Fig. 2: The role of crRNA in the PAM-distal region of PseQCascade.

a Overall view of the cryoEM reconstruction of the PseCAST QCascade complex. b Magnified view of the dashed region in (a), highlighting the cryoEM density (colored and semi-transparent) for interactions between the indicated crRNA nucleotides and protein subunits. c Magnified view of the dashed regions in (b), highlighting interactions between the crRNA and Cas6 (left), TniQ.1 (middle), and both TniQ.2 and Cas7.6 (right).
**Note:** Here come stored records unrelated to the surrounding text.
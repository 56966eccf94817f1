//! Tokenizer adapter: text to token ids and back
//!
//! The estimator only needs two things from a tokenizer: a deterministic
//! `encode` for scoring and a best-effort `decode` for diagnostics.
//! HuggingFace `tokenizers::Tokenizer` implements the adapter directly.

use tokenizers::Tokenizer;

use crate::error::TokenizationError;

/// Converts raw text into token ids from a fixed vocabulary
pub trait TokenizerAdapter {
    /// Encode text into token ids.
    ///
    /// Must accept any valid UTF-8, including the empty string (which may
    /// yield zero or one tokens depending on special tokens).
    fn encode(&self, text: &str) -> Result<Vec<u32>, TokenizationError>;

    /// Display string for a single token id (diagnostics only, never fails)
    fn decode(&self, token_id: u32) -> String;
}

impl TokenizerAdapter for Tokenizer {
    fn encode(&self, text: &str) -> Result<Vec<u32>, TokenizationError> {
        let encoding = (**self)
            .encode(text, true)
            .map_err(|e| TokenizationError(e.to_string()))?;
        Ok(encoding.get_ids().to_vec())
    }

    fn decode(&self, token_id: u32) -> String {
        (**self)
            .decode(&[token_id], false)
            .unwrap_or_else(|_| format!("<{token_id}>"))
    }
}

impl<T: TokenizerAdapter + ?Sized> TokenizerAdapter for &T {
    fn encode(&self, text: &str) -> Result<Vec<u32>, TokenizationError> {
        (**self).encode(text)
    }

    fn decode(&self, token_id: u32) -> String {
        (**self).decode(token_id)
    }
}

impl<T: TokenizerAdapter + ?Sized> TokenizerAdapter for Box<T> {
    fn encode(&self, text: &str) -> Result<Vec<u32>, TokenizationError> {
        (**self).encode(text)
    }

    fn decode(&self, token_id: u32) -> String {
        (**self).decode(token_id)
    }
}

/// Escape control whitespace so a token prints on one line
pub fn format_token(token: &str) -> String {
    token
        .replace('\n', "\\n")
        .replace('\t', "\\t")
        .replace('\r', "\\r")
}

#[cfg(test)]
mod tests {
    use super::*;

    struct Chars;

    impl TokenizerAdapter for Chars {
        fn encode(&self, text: &str) -> Result<Vec<u32>, TokenizationError> {
            Ok(text.chars().map(|c| c as u32).collect())
        }

        fn decode(&self, token_id: u32) -> String {
            char::from_u32(token_id).map_or_else(|| format!("<{token_id}>"), String::from)
        }
    }

    fn word_level() -> Tokenizer {
        r#"{
            "version": "1.0",
            "truncation": null,
            "padding": null,
            "added_tokens": [],
            "normalizer": null,
            "pre_tokenizer": {"type": "Whitespace"},
            "post_processor": null,
            "decoder": null,
            "model": {
                "type": "WordLevel",
                "vocab": {"[UNK]": 0, "the": 1, "cat": 2, "sat": 3},
                "unk_token": "[UNK]"
            }
        }"#
        .parse()
        .unwrap()
    }

    #[test]
    fn test_hf_tokenizer_encode() {
        let tokenizer = word_level();
        assert_eq!(
            TokenizerAdapter::encode(&tokenizer, "the cat sat").unwrap(),
            vec![1, 2, 3]
        );
        assert_eq!(
            TokenizerAdapter::encode(&tokenizer, "the dog").unwrap(),
            vec![1, 0]
        );
        assert!(TokenizerAdapter::encode(&tokenizer, "").unwrap().is_empty());
    }

    #[test]
    fn test_hf_tokenizer_decode() {
        let tokenizer = word_level();
        assert_eq!(TokenizerAdapter::decode(&tokenizer, 2), "cat");
        assert_eq!(TokenizerAdapter::decode(&tokenizer, 0), "[UNK]");
    }

    #[test]
    fn test_format_token() {
        assert_eq!(format_token("a\nb\tc\r"), "a\\nb\\tc\\r");
        assert_eq!(format_token(" cat"), " cat");
    }

    #[test]
    fn test_reference_and_box_forward() {
        let by_ref = &Chars;
        assert_eq!(by_ref.encode("ab").unwrap(), vec![97, 98]);

        let boxed: Box<dyn TokenizerAdapter> = Box::new(Chars);
        assert_eq!(boxed.decode(99), "c");
        assert!(boxed.encode("").unwrap().is_empty());
    }
}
Key interacting residues are labeled. d Normalized RNA-guided DNA integration efficiency at the genomic AAVS1 locus in HEK293T cells, as measured by amplicon sequencing. The indicated alanine mutations were designed to perturb specific RNA-protein interactions highlighted in (c), and were compared to WT. NT, non-targeting crRNA. Data are shown as mean ± s.d. for n = 3 biologically independent samples. Source data are provided as a Source Data file. e Comparison of the crRNA conformation within the PAM-distal region, adjacent to the site of RNA hairpin stabilization by Cas6, for VchCAST (PDB: 6PIJ) and PseCAST (this study). The region around nucleotide G41 exhibits a distinct configuration for PseCAST, likely affecting the behavior of the adjacent TniQ dimer.